**Your task:**
For the word "directory", copy every line of the material that includes it.

######

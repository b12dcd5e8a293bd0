//! Font construction
//!
//! The pipeline talks to the font it is building only through the
//! `FontBuilder` trait. `UfoFont` is the real backend (SVG import, UFO and
//! TrueType output); `MemoryFont` keeps everything in memory for tests.

pub mod memory;
pub mod metrics;
pub mod svg;
pub mod table;
pub mod ufo;

use crate::core::errors::{FontIoError, ImportError};
use kurbo::{Affine, Rect};
use std::fmt;
use std::path::Path;

pub use memory::MemoryFont;
pub use metrics::FontMetrics;
pub use table::{GlyphRecord, GlyphTable, SubstitutionTable};
pub use ufo::UfoFont;

/// Handle of a glyph inside one font
#[derive(Debug, Clone, Copy, PartialEq, Eq, Hash, PartialOrd, Ord)]
pub struct GlyphId(pub usize);

/// Handle of a registered substitution table
#[derive(Debug, Clone, Copy, PartialEq, Eq, Hash)]
pub struct TableId(pub usize);

/// Formats a font can be written in
#[derive(Debug, Clone, Copy, PartialEq, Eq)]
pub enum OutputFormat {
    /// UFO 3 source directory
    Ufo,
    /// TrueType binary
    Ttf,
}

impl fmt::Display for OutputFormat {
    fn fmt(&self, f: &mut fmt::Formatter<'_>) -> fmt::Result {
        match self {
            Self::Ufo => write!(f, "ufo"),
            Self::Ttf => write!(f, "ttf"),
        }
    }
}

/// The operations the pipeline needs from a font under construction
pub trait FontBuilder {
    fn set_metrics(&mut self, metrics: FontMetrics);

    fn metrics(&self) -> FontMetrics;

    /// Create the glyph for `codepoint`, or return the existing one
    fn glyph(&mut self, codepoint: u32, name: &str) -> GlyphId;

    /// The glyph stored under `codepoint`, if any
    fn glyph_at(&self, codepoint: u32) -> Option<GlyphId>;

    /// Import outline data from a resource into a glyph, without scaling
    fn import_outline(&mut self, glyph: GlyphId, resource: &Path) -> Result<(), ImportError>;

    /// Drop a glyph from the font, freeing its code point
    fn remove_glyph(&mut self, glyph: GlyphId);

    /// Outline bounds in glyph coordinates; `None` for an empty outline
    fn bounding_box(&self, glyph: GlyphId) -> Option<Rect>;

    /// Transform the outline. The advance width is transformed as well and
    /// must be reset by the caller afterwards.
    fn transform(&mut self, glyph: GlyphId, matrix: Affine);

    fn set_advance(&mut self, glyph: GlyphId, width: i64);

    /// Whether the glyph has no visible outline
    fn is_empty(&self, glyph: GlyphId) -> bool;

    /// Register a ligature substitution table under an OpenType feature tag
    fn add_substitution_table(&mut self, feature: &str) -> TableId;

    /// Attach a rule: the `components` sequence is replaced by `glyph`
    fn add_ligature(&mut self, table: TableId, glyph: GlyphId, components: Vec<GlyphId>);

    fn generate(&mut self, path: &Path, format: OutputFormat) -> Result<(), FontIoError>;

    /// Release the font. Called exactly once per run.
    fn close(&mut self);
}
//! Scale resolution
//!
//! Scaling is always isotropic and always about the origin. The outline and
//! the tracked viewbox are transformed together so they stay in sync.

use crate::core::config::ScalePolicy;
use crate::font_source::{FontBuilder, FontMetrics, GlyphId};
use crate::geometry::{scale_matrix, transform_rect};
use kurbo::Rect;
use tracing::debug;

/// The scale factor for `viewbox` under `policy`.
///
/// `None` means no transform is applied: either the policy keeps the
/// imported size, or the viewbox side the policy divides by is zero.
pub fn scale_factor(policy: ScalePolicy, viewbox: Rect, metrics: &FontMetrics) -> Option<f64> {
    let (width, height) = (viewbox.width(), viewbox.height());
    let fit = |target: f64, side: f64| (side > 0.0).then(|| target / side);

    match policy {
        ScalePolicy::InEm => fit(metrics.units_per_em, width.max(height)),
        ScalePolicy::OverEm => fit(metrics.units_per_em, width.min(height)),
        ScalePolicy::InAscent => fit(metrics.ascent, width.max(height)),
        ScalePolicy::OverAscent => fit(metrics.ascent, width.min(height)),
        ScalePolicy::Keep => None,
        ScalePolicy::Factor(factor) => Some(factor),
    }
}

/// Scale the glyph outline and return the viewbox scaled the same way
pub fn apply_scale<B: FontBuilder>(
    builder: &mut B,
    glyph: GlyphId,
    viewbox: Rect,
    factor: Option<f64>,
) -> Rect {
    let Some(factor) = factor else {
        return viewbox;
    };

    let matrix = scale_matrix(factor);
    debug!("scale matrix: {:?}", matrix.as_coeffs());
    builder.transform(glyph, matrix);
    transform_rect(viewbox, matrix)
}

#[cfg(test)]
mod tests {
    use super::*;
    use crate::font_source::MemoryFont;
    use kurbo::BezPath;
    use std::path::Path;

    fn metrics() -> FontMetrics {
        FontMetrics::new(1000, Some(800), Some(200))
    }

    #[test]
    fn test_in_em_fits_larger_side() {
        let viewbox = Rect::new(0.0, 0.0, 200.0, 100.0);
        let factor = scale_factor(ScalePolicy::InEm, viewbox, &metrics()).unwrap();
        assert_eq!(factor, 5.0);

        let scaled = transform_rect(viewbox, scale_matrix(factor));
        assert_eq!((scaled.width(), scaled.height()), (1000.0, 500.0));
    }

    #[test]
    fn test_over_policies_fit_smaller_side() {
        let viewbox = Rect::new(0.0, 0.0, 200.0, 100.0);
        assert_eq!(scale_factor(ScalePolicy::OverEm, viewbox, &metrics()), Some(10.0));
        assert_eq!(scale_factor(ScalePolicy::InAscent, viewbox, &metrics()), Some(4.0));
        assert_eq!(scale_factor(ScalePolicy::OverAscent, viewbox, &metrics()), Some(8.0));
    }

    #[test]
    fn test_keep_and_explicit_factor() {
        let viewbox = Rect::new(0.0, 0.0, 200.0, 100.0);
        assert_eq!(scale_factor(ScalePolicy::Keep, viewbox, &metrics()), None);
        assert_eq!(scale_factor(ScalePolicy::Factor(0.5), viewbox, &metrics()), Some(0.5));
    }

    #[test]
    fn test_zero_viewbox_is_not_scaled() {
        assert_eq!(scale_factor(ScalePolicy::InEm, Rect::ZERO, &metrics()), None);
        let flat = Rect::new(0.0, 0.0, 100.0, 0.0);
        assert_eq!(scale_factor(ScalePolicy::OverEm, flat, &metrics()), None);
        assert_eq!(scale_factor(ScalePolicy::InEm, flat, &metrics()), Some(10.0));
    }

    #[test]
    fn test_apply_scale_keeps_outline_and_viewbox_in_sync() {
        let mut font = MemoryFont::new();
        let mut path = BezPath::new();
        path.move_to((0.0, 0.0));
        path.line_to((20.0, 0.0));
        path.line_to((20.0, 10.0));
        path.close_path();
        font.register("icon.svg", vec![path]);
        let id = font.glyph(0xEA01, "icon");
        font.import_outline(id, Path::new("icon.svg")).unwrap();

        let viewbox = Rect::new(0.0, 0.0, 20.0, 10.0);
        let scaled = apply_scale(&mut font, id, viewbox, Some(3.0));
        assert_eq!(scaled, Rect::new(0.0, 0.0, 60.0, 30.0));
        assert_eq!(font.bounding_box(id), Some(scaled));

        let untouched = apply_scale(&mut font, id, scaled, None);
        assert_eq!(untouched, scaled);
        assert_eq!(font.bounding_box(id), Some(scaled));
    }
}
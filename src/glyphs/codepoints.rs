//! Code point allocation
//!
//! Pinned code points come from the override table and are reserved before
//! any glyph is created. Unpinned glyphs take the next free value at or
//! after a moving cursor, skipping reserved and already used values.

use crate::core::config::params::MAX_CODEPOINT;
use crate::core::errors::ConfigError;
use std::collections::HashSet;

#[derive(Debug, Clone)]
pub struct CodepointAllocator {
    start: u32,
    cursor: u32,
    reserved: HashSet<u32>,
    consumed: HashSet<u32>,
}

impl CodepointAllocator {
    pub fn new(start: u32, reserved: HashSet<u32>) -> Self {
        Self {
            start,
            cursor: start,
            reserved,
            consumed: HashSet::new(),
        }
    }

    /// Assign a code point to the next glyph in name order.
    ///
    /// A pin is used as is and does not move the cursor.
    pub fn assign(&mut self, pin: Option<u32>) -> Result<u32, ConfigError> {
        if let Some(pin) = pin {
            self.consumed.insert(pin);
            return Ok(pin);
        }

        let mut candidate = self.cursor;
        while self.reserved.contains(&candidate) || self.consumed.contains(&candidate) {
            candidate += 1;
        }
        if candidate > MAX_CODEPOINT {
            return Err(ConfigError::CodepointExhausted(self.start));
        }

        self.consumed.insert(candidate);
        self.cursor = candidate + 1;
        Ok(candidate)
    }
}

#[cfg(test)]
mod tests {
    use super::*;

    #[test]
    fn test_consecutive_without_pins() {
        let mut allocator = CodepointAllocator::new(0xEA01, HashSet::new());
        let assigned: Vec<u32> = (0..4).map(|_| allocator.assign(None).unwrap()).collect();
        assert_eq!(assigned, vec![0xEA01, 0xEA02, 0xEA03, 0xEA04]);
    }

    #[test]
    fn test_reserved_values_are_skipped() {
        let reserved: HashSet<u32> = [0xEA02, 0xEA03].into_iter().collect();
        let mut allocator = CodepointAllocator::new(0xEA01, reserved);

        assert_eq!(allocator.assign(None).unwrap(), 0xEA01);
        // The pinned glyph may come before its turn in name order
        assert_eq!(allocator.assign(Some(0xEA03)).unwrap(), 0xEA03);
        assert_eq!(allocator.assign(None).unwrap(), 0xEA04);
        assert_eq!(allocator.assign(Some(0xEA02)).unwrap(), 0xEA02);
        assert_eq!(allocator.assign(None).unwrap(), 0xEA05);
    }

    #[test]
    fn test_pin_behind_cursor_is_not_checked() {
        let reserved: HashSet<u32> = [0x41].into_iter().collect();
        let mut allocator = CodepointAllocator::new(0xEA01, reserved);
        assert_eq!(allocator.assign(None).unwrap(), 0xEA01);
        assert_eq!(allocator.assign(Some(0x41)).unwrap(), 0x41);
        assert_eq!(allocator.assign(None).unwrap(), 0xEA02);
    }

    #[test]
    fn test_exhaustion_is_reported() {
        let mut allocator = CodepointAllocator::new(MAX_CODEPOINT, HashSet::new());
        assert_eq!(allocator.assign(None).unwrap(), MAX_CODEPOINT);
        assert!(matches!(
            allocator.assign(None),
            Err(ConfigError::CodepointExhausted(_))
        ));
    }
}
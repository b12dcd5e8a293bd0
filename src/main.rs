//! Build icon fonts, stylesheets and previews from a directory of SVG icons.

use iconforge::core;

fn main() {
    let cli_args = core::platform::get_cli_args();
    if let Err(error) = core::run_app(cli_args) {
        core::platform::handle_error(error);
    }
}
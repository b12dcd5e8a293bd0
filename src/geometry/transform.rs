//! Rectangle and affine transform math
//!
//! Rectangles are `kurbo::Rect` values. Every constructor used here goes
//! through `Rect::from_points`, so the result is always normalized
//! (`x0 <= x1`, `y0 <= y1`) no matter which corners were supplied.

use kurbo::{Affine, Point, Rect};

/// Build a normalized rectangle from a corner and its dimensions.
///
/// Negative dimensions are allowed and simply describe the opposite corner.
pub fn rect_from_corner(x: f64, y: f64, width: f64, height: f64) -> Rect {
    Rect::from_points(Point::new(x, y), Point::new(x + width, y + height))
}

/// Map a rectangle through an affine matrix.
///
/// The corner `(x0, y0)` and the opposite corner `(x0 + w, y0 + h)` are
/// transformed and the pair re-normalized into a new rectangle. For the
/// scale and translate matrices the pipeline produces this is exact; for a
/// rotation it tracks the diagonal, not the bounding box.
pub fn transform_rect(rect: Rect, matrix: Affine) -> Rect {
    let p0 = matrix * Point::new(rect.x0, rect.y0);
    let p1 = matrix * Point::new(rect.x0 + rect.width(), rect.y0 + rect.height());
    Rect::from_points(p0, p1)
}

/// An isotropic scale about the origin.
pub fn scale_matrix(factor: f64) -> Affine {
    Affine::new([factor, 0.0, 0.0, factor, 0.0, 0.0])
}

/// A translation-only matrix.
pub fn translate_matrix(dx: f64, dy: f64) -> Affine {
    Affine::new([1.0, 0.0, 0.0, 1.0, dx, dy])
}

######

**Completed exercise:**
    /// UFO 3 source directory
//! Build icon fonts, stylesheets and previews from a directory of SVG icons.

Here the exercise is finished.